**Dataset entries**.
[Start of section]

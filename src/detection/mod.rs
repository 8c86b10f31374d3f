// src/detection/mod.rs
//
// Interfaces to the model collaborators and the detection pre-filter.
// The engine never runs inference itself; it talks to whatever implements
// `PersonDetector` and `BodyAnalyzer`.

mod collaborators;
mod filter;

pub use collaborators::{
    crop_local_box, padded_region, BodyAnalyzer, NoBodyAnalyzer, PersonDetector, RegionConfig,
};
pub use filter::{DetectionFilter, FilterConfig, FilterOutcome, Rejection};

[End of section]

**What you should do**.
A faithful copy of every record is required; output it in full.

**Completed exercise**.
filename src/detection/mod.rs
repository 8c86b10f31374d3f
// src/detection/mod.rs
//
// Interfaces to the model collaborators and the detection pre-filter.
// The engine never runs inference itself; it talks to whatever implements
// `PersonDetector` and `BodyAnalyzer`.

mod collaborators;
mod filter;

pub use collaborators::{
    crop_local_box, padded_region, BodyAnalyzer, NoBodyAnalyzer, PersonDetector, RegionConfig,
};
pub use filter::{DetectionFilter, FilterConfig, FilterOutcome, Rejection};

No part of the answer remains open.